The report states: “The kidnapping of multiple crews at such distances does, however, illustrate how well organised pirates are.
“This is a developing and worrying trend as on average, crew were kidnapped from 25% of vessels attacked in the Gulf of Guinea.
“In 80% of the Gulf of Guinea incidents, the attackers were armed with guns.”
Nigeria and other nations on the West African coast are proving to be new key stomping grounds for the pirates.
US journalist Michael Scott Moore was held for a staggering 977 days after he was captured by pirates in January 2012.
Moore’s wrist was broken in the abduction and he watched another captive being tortured during his imprisonment – pirates hung the hostage upside down from a tree and beat him with a bamboo cane.
“I was just afraid,” Moore told NPR. “I was afraid of what was about to happen.”
He was constantly moved around from place to place, including being put on the captured Naham 3 ship with its crew – some of whom remained hostages for five years – while his kidnappers negotiated his ransom.
They demanded $20million for his release, but Moore’s mum negotiated them down to $1.6million.
In September 2014, two-and-a-half years after his capture, Moore was finally released when the ransom was paid.
“People say, ‘You must have been overjoyed,’ but any ransom is a filthy compromise, and I had long ago given up on hope as a dangerous indulgence,” Moore wrote in The Guardian.
In a bizarre twist, one of his captors began sending Moore friendly messages on Facebook two months after his release.
The pirate was ultimately arrested and charged with kidnapping, hostage taking, and other crimes.
Brits Paul and Rachel Chandler were also held for 388 days after being kidnapped from their yacht by Somali pirates in 2009.
The couple, from Royal Tunbridge Wells, were spending their retirement sailing around the world when they were captured after departing the Seychelles.
After initially demanding a £4million ransom, the pair were released after Somali officials negotiated a £600,000 release.
Both suffered health problems at various times and complained of ill-treatment by their captors.
Piracy in its traditional modern home of Somalia has been declining amid an international effort with heightened security to beat the crooks.
Mr Anderson told The Sun Online: “The key difference extends to the focus of piratical activity.
“East African Piracy very much included an intent to hijack vessels and kidnap crew together with the intent of attracting larger sums.

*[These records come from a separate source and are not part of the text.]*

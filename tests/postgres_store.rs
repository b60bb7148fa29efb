// tests/postgres_store.rs
//
// Postgres adapter against a live database. Ignored by default:
//   DATABASE_URL=postgres://... cargo test --test postgres_store -- --ignored
//
// Every transaction is rolled back, so the database is left as found
// (apart from applied migrations).

use std::path::Path;

use chrono::{TimeZone, Utc};
use rand::Rng;
use serde_json::json;

use trend_ingest::config::{AppConfig, FileConfig};
use trend_ingest::store::migrate::{run_pending, DEFAULT_MIGRATIONS_DIR};
use trend_ingest::store::{CardStore, Database, IngestTx, MetricObservation, NewCard, Scores};

async fn database() -> Option<Database> {
    let url = std::env::var("DATABASE_URL").ok()?;
    let cfg = AppConfig::from_sources(FileConfig::default(), |k| {
        (k == "DATABASE_URL").then(|| url.clone())
    })
    .expect("DATABASE_URL must be a valid postgres URL");
    let db = Database::init(&cfg.database).expect("pool");
    let dir = Path::new(env!("CARGO_MANIFEST_DIR")).join(DEFAULT_MIGRATIONS_DIR);
    run_pending(db.pool(), &dir).await.expect("migrations");
    Some(db)
}

fn card(slug: &str) -> NewCard {
    NewCard {
        slug: slug.to_string(),
        title: "Adapter check".into(),
        description: "Hacker News story by tester".into(),
        category: "Technology".into(),
        source: "hackernews".into(),
        source_url: "https://news.ycombinator.com/item?id=1".into(),
        scores: Scores::default(),
        source_tags: vec!["hackernews".into()],
        metadata: json!({ "hn_id": "1", "tags": ["story"] }),
    }
}

fn observation(card_id: i64) -> MetricObservation {
    MetricObservation {
        card_id,
        source: "hackernews".into(),
        metric_name: "points".into(),
        metric_value: 42.0,
        bucket_start: Utc.with_ymd_and_hms(2025, 3, 14, 10, 30, 0).unwrap(),
        bucket_end: Utc.with_ymd_and_hms(2025, 3, 14, 10, 45, 0).unwrap(),
        bucket_size: "15m".into(),
    }
}

#[tokio::test]
#[ignore = "needs DATABASE_URL pointing at a disposable Postgres"]
async fn insert_or_ignore_and_savepoints() {
    let Some(db) = database().await else {
        eprintln!("DATABASE_URL not set; skipping");
        return;
    };
    let slug = format!("adapter-check-{}", rand::rng().random_range(0..u32::MAX));

    let mut tx = db.begin().await.unwrap();

    tx.savepoint().await.unwrap();
    let id = tx
        .insert_card(&card(&slug))
        .await
        .unwrap()
        .expect("first insert returns the new id");
    assert!(id > 0);
    assert!(tx.insert_card(&card(&slug)).await.unwrap().is_none());
    assert!(tx.insert_count(&observation(id)).await.unwrap());
    assert!(!tx.insert_count(&observation(id)).await.unwrap());
    tx.release_savepoint().await.unwrap();

    // A rejected statement is undone by the savepoint and the transaction survives.
    tx.savepoint().await.unwrap();
    let err = tx.insert_count(&observation(-1)).await.unwrap_err();
    assert!(!err.is_fatal(), "{err}");
    tx.rollback_to_savepoint().await.unwrap();

    let other = tx
        .insert_card(&card(&format!("{slug}-b")))
        .await
        .unwrap();
    assert!(other.is_some());

    tx.rollback().await.unwrap();
    db.shutdown().await;
}

#[tokio::test]
#[ignore = "needs DATABASE_URL pointing at a disposable Postgres"]
async fn health_reports_server_version() {
    let Some(db) = database().await else {
        eprintln!("DATABASE_URL not set; skipping");
        return;
    };
    let health = db.health().await.unwrap();
    assert!(!health.version.is_empty());
    assert!(!db.update_scores("no-such-slug-0", Scores::default()).await.unwrap());
    db.shutdown().await;
}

“This was partly driven by the ease of hiding tankers within Somali ports, due to the lack of formal port authority or law enforcement.

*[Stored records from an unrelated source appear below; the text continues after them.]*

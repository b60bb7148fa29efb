// src/error.rs
//! Error taxonomy for the ingestion service.
//!
//! Library code returns these typed errors; binaries wrap them in `anyhow`.

use thiserror::Error;

/// Startup configuration problems. Fatal, never retried.
#[derive(Debug, Error)]
pub enum ConfigError {
    #[error("DATABASE_URL environment variable is required")]
    MissingDatabaseUrl,
    #[error("DATABASE_URL is malformed: {0}")]
    InvalidDatabaseUrl(String),
    #[error("bucket size must divide 60 evenly and lie in 1..=60 minutes, got {0}")]
    InvalidBucketSize(u32),
    #[error("invalid value for {key}: {value:?}")]
    InvalidValue { key: &'static str, value: String },
    #[error("reading config file {path}: {reason}")]
    File { path: String, reason: String },
}

/// Transport or response-shape failure from the remote feed.
#[derive(Debug, Error)]
pub enum FetchError {
    #[error("feed request failed: {0}")]
    Transport(#[source] reqwest::Error),
    #[error("feed responded with status: {0}")]
    Status(reqwest::StatusCode),
    #[error("feed response could not be decoded: {0}")]
    Decode(#[source] serde_json::Error),
}

/// Storage failures, split by whether the surrounding transaction survives them.
#[derive(Debug, Error)]
pub enum StoreError {
    /// Connection loss, pool timeout, protocol breakage. The transaction is gone.
    #[error("storage connection error: {0}")]
    Connection(String),
    /// A single statement was rejected (bad data, unexpected constraint).
    #[error("storage query error: {0}")]
    Query(String),
}

impl StoreError {
    pub fn is_fatal(&self) -> bool {
        matches!(self, StoreError::Connection(_))
    }
}

impl From<sqlx::Error> for StoreError {
    fn from(e: sqlx::Error) -> Self {
        match e {
            sqlx::Error::Database(db) => StoreError::Query(db.to_string()),
            sqlx::Error::RowNotFound
            | sqlx::Error::ColumnNotFound(_)
            | sqlx::Error::ColumnDecode { .. }
            | sqlx::Error::Decode(_)
            | sqlx::Error::TypeNotFound { .. } => StoreError::Query(e.to_string()),
            other => StoreError::Connection(other.to_string()),
        }
    }
}

/// Failure while deriving or writing one feed item. Logged, never propagated.
#[derive(Debug, Error)]
pub enum ItemProcessingError {
    #[error("item at position {position} is missing required field `{field}`")]
    MissingField {
        position: usize,
        field: &'static str,
    },
    #[error("item at position {position} could not be decoded: {reason}")]
    Malformed { position: usize, reason: String },
    #[error("item {external_id}: {source}")]
    Store {
        external_id: String,
        #[source]
        source: StoreError,
    },
}

/// Whole-run failures of the ingestion orchestrator.
#[derive(Debug, Error)]
pub enum IngestError {
    #[error("failed to fetch feed: {0}")]
    Fetch(#[from] FetchError),
    #[error("no items fetched from feed")]
    EmptyFeed,
    #[error("ingestion transaction failed: {0}")]
    Transaction(#[source] StoreError),
}

#[cfg(test)]
mod tests {
    use super::*;

    #[test]
    fn only_connection_errors_are_fatal() {
        assert!(StoreError::Connection("reset".into()).is_fatal());
        assert!(!StoreError::Query("check violation".into()).is_fatal());
    }

    #[test]
    fn pool_timeout_maps_to_connection() {
        let e: StoreError = sqlx::Error::PoolTimedOut.into();
        assert!(e.is_fatal());
        let e: StoreError = sqlx::Error::RowNotFound.into();
        assert!(!e.is_fatal());
    }

    #[test]
    fn empty_feed_message_is_human_readable() {
        assert_eq!(IngestError::EmptyFeed.to_string(), "no items fetched from feed");
    }
}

“Within West Africa, this is not the case, offshore acts of piracy are almost exclusively conducted with the intent of kidnap for ransom of the crew, with incidents of hijacking often limited to smaller vessels such as fishing vessels which are likely to be used as mother vessels.”
With attacks increasing in the Gulf, the IMB has called for more to be done to stop piracy spreading to other areas.

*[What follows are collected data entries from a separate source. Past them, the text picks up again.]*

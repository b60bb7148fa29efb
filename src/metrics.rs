use axum::{routing::get, Router};
use metrics::{describe_counter, describe_gauge, describe_histogram};
use metrics_exporter_prometheus::{PrometheusBuilder, PrometheusHandle};
use once_cell::sync::OnceCell;

pub struct Metrics {
    pub handle: PrometheusHandle,
}

impl Metrics {
    /// Install the global Prometheus recorder. Call once, from the binary.
    pub fn init() -> anyhow::Result<Self> {
        let handle = PrometheusBuilder::new()
            .install_recorder()
            .map_err(|e| anyhow::anyhow!("prometheus: install recorder: {e}"))?;
        describe_ingest_metrics();
        Ok(Self { handle })
    }

    /// Returns a router exposing `/metrics` with the Prometheus exposition format.
    pub fn router(&self) -> Router {
        let handle = self.handle.clone();
        Router::new().route(
            "/metrics",
            get(move || {
                let h = handle.clone();
                async move { h.render() }
            }),
        )
    }
}

/// One-time metrics registration (so series show up on /metrics).
pub fn describe_ingest_metrics() {
    static ONCE: OnceCell<()> = OnceCell::new();
    ONCE.get_or_init(|| {
        describe_counter!("ingest_runs_total", "Ingestion runs by outcome (ok|error).");
        describe_counter!("ingest_scheduled_runs_total", "Runs triggered by the scheduler.");
        describe_counter!("ingest_items_written_total", "New card rows written.");
        describe_counter!("ingest_metrics_written_total", "New metric observation rows written.");
        describe_counter!("ingest_items_skipped_total", "Items whose slug already existed.");
        describe_counter!("ingest_item_failures_total", "Items rejected by per-item isolation.");
        describe_counter!("ingest_provider_errors_total", "Feed fetch/decode errors.");
        describe_histogram!("ingest_fetch_ms", "Feed fetch time in milliseconds.");
        describe_gauge!("ingest_last_run_ts", "Unix ts when ingestion last ran.");
    });
}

It has stated: “While regional and independent international navies, deployed in the region, have acted promptly to render meaningful response there remains an urgent need to address this crime which continues to have a direct impact on the safety and security of innocent seafarers.”
The Gulf of Guinea is not only one of the world’s most important trade routes, it is also a major energy supplier.
The Gulf supplies around 40 per cent of Europe’s oil and 29 per cent of the US total.
Piracy came home to Britain last year when heavily-armed anti-terror troops had to storm a hijacked ship off the Isle of Wigh after stowaways allegedly posed a threat to the crew’s life.
It is big business for the criminals – with some estimates put economic losses from piracy as high as $13-16 billion (£10-12 billion) every year.